Farrow will receive the award during the Museum’s annual dinner set for Wednesday, May 11, 2011. Registration begins at 6 p.m., with the dinner at 7 p.m. at the Hilton Americas-Houston, 1600 Lamar, under the theme “With Knowledge Comes Responsibility.”

The annual event – one of the city’s largest and most widely recognized philanthropic dinners – supports the worldwide educational programs of the Museum. Proceeds also enable the Museum to offer free admission to the public. More than 700 people attended last year’s dinner.

Honorary chairs for this year’s event are The Honorable Hushang Ansary, chairman of Stewart & Stevenson LLC, and his wife Shahla Ansary. Event co-chairs are Houston’s former First Lady Andrea White and Alan R. Crain, senior vice president and general counsel of Houston-based Baker Hughes Incorporated.

“This award is given to an individual who has used his or her influence and resources to improve our world by a single act or lifetime of deeds which demonstrate moral courage in confronting injustice, hatred, prejudice and apathy," said Museum Chairman Michael S. Goldberg, senior trial partner at Baker Botts L.L.P.

“Certainly, Mia Farrow has done just that,” he said in announcing this year’s honoree. “Over the years, her constant efforts have reminded us that – once we become aware of the kinds of injustice occurring in places like Darfur and the Congo – we have a moral obligation to act. We cannot be bystanders to hatred and genocide,” he said.

Farrow has appeared in more than 40 films, but she is equally known for her role as an unrelenting advocate for human rights. Her primary focus has been on conflict-affected regions in sub-Saharan Africa. Since 2004, Farrow has traveled to the Darfur region of Sudan 13 times and has written extensively about the Darfur crisis, most notably in op-ed pieces for the Wall Street Journal, the Boston Globe and Los Angeles Times.

Her personal photographs of the dire situation in places like Darfur and the Congo have appeared in publications and exhibitions around the world. She also blogs and posts relevant articles and analyses on her Web site, www.miafarrow.org. The site also contains her entries from Darfur, Chad, Rwanda, the Central African Republic, Uganda and the Congo, as well her op-ed pieces and her photographs.

Farrow has spoken about the Darfur crisis and human responsibility across the United States and Canada, as well as in the U.S. Senate, in congressional hearings and at the United Nations Security Council.

In 2007, Farrow helped to secure the liberty of a respected rebel commander who was unjustly imprisoned in Sudan by publicly offering to exchange her freedom for his own. She was an early supporter of efforts to encourage individuals and pressure mutual funds to stop investing in companies funding mass atrocity crimes in Sudan and in Congo. She is currently working on her own project, “The Darfur Archives,” documenting the cultural traditions of Darfur’s major ethnic tribes.

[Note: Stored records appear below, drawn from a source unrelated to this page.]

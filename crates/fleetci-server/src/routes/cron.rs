//! Cron trigger management.

use axum::extract::{Path, State};
use axum::routing::{delete, get, put};
use axum::{Json, Router};
use fleetci_core::workflow::{Edge, Node};
use fleetci_scheduler::{CronTimerInfo, ScheduleReport};
use serde::Deserialize;
use serde_json::{Value, json};

use crate::AppState;
use crate::error::ApiError;

pub fn router() -> Router<AppState> {
    Router::new()
        .route("/", get(list_timers))
        .route("/{job_id}", delete(remove_timer))
}

pub fn project_router() -> Router<AppState> {
    Router::new().route("/{project_id}/cron", put(schedule_project).delete(remove_project))
}

#[derive(Debug, Deserialize)]
struct WorkflowGraph {
    nodes: Vec<Node>,
    #[serde(default)]
    edges: Vec<Edge>,
}

async fn list_timers(State(state): State<AppState>) -> Json<Vec<CronTimerInfo>> {
    Json(state.coordinator.cron().list().await)
}

async fn remove_timer(
    State(state): State<AppState>,
    Path(job_id): Path<String>,
) -> Result<Json<Value>, ApiError> {
    let existed = state.coordinator.cron().remove(&job_id).await?;
    Ok(Json(json!({ "job_id": job_id, "stopped": existed })))
}

async fn schedule_project(
    State(state): State<AppState>,
    Path(project_id): Path<String>,
    Json(graph): Json<WorkflowGraph>,
) -> Result<Json<ScheduleReport>, ApiError> {
    let report = state
        .coordinator
        .cron()
        .schedule(&project_id, &graph.nodes, &graph.edges)
        .await?;
    Ok(Json(report))
}

async fn remove_project(
    State(state): State<AppState>,
    Path(project_id): Path<String>,
) -> Result<Json<Value>, ApiError> {
    let removed = state.coordinator.cron().remove_project(&project_id).await?;
    Ok(Json(json!({ "project_id": project_id, "removed": removed })))
}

Farrow serves as a Goodwill Ambassador for UNICEF, and has worked extensively to draw attention to the fight to eradicate polio, which she survived as a child. She made a major effort to focus public attention on China’s support for the government of Sudan, with a special focus on the 2008 Summer Olympics that was held in Beijing. Most notably, she applied pressure to filmmaker Steven Spielberg, who ultimately withdrew as artistic adviser to the 2008 Olympic broadcast. As a result of efforts by Farrow and others, the International Criminal Court issued a warrant for the arrest of Sudanese President Omar al-Bashir.

Most recently, Farrow agreed to narrate a documentary film relating to the struggle of many of the survivors of the Rwandan genocide to forgive those who murdered family and friends. The documentary has been completed and is titled “As We Forgive.”

Farrow has received numerous international awards, including the France Legion of Arts and Letters award, the Refugees International McCall-Pierpaoli Humanitarian Award for "extraordinary service to refugees and displaced people,” the Tiananmen Square Award and the Leon Sullivan International Service award. In 2008, she was selected by Time Magazine as one of the “Most Influential People in the World.”

Holocaust Museum Houston created the Lyndon Baines Johnson Moral Courage Award in 1994 in cooperation with the Johnson family.

In 1938, as a young congressman, Johnson stretched the limits of his authority and risked his personal dreams to provide American sanctuary for threatened European Jews. It is because of these acts of moral courage that the Museum proudly named the award in his honor. The award recognizes either a single righteous act or a lifetime of morally courageous behavior.

Previous recipients have included activist and humanitarian John Prendergast of the Enough Project; U.S. Sen. John McCain; television producer Norman Lear; the Houston community of Holocaust survivors; the late Daniel Pearl, the Wall Street Journal reporter who was murdered by terrorists in Pakistan; activist Sir Bob Geldof; former U.S. Secretary of State Colin Powell; former U.S. Sen. Lloyd Bentsen, Jr.; former U.S. Sen. Robert Dole; filmmaker Steven Spielberg; and former U.S. President Dwight D. Eisenhower, among others.

Tables of 10 are available beginning at $6,000. Individual tickets begin at $600 each. To RSVP or to reserve a table, call 713-942-8000, ext. 129, or e-mail HMHDinner@hmh.org.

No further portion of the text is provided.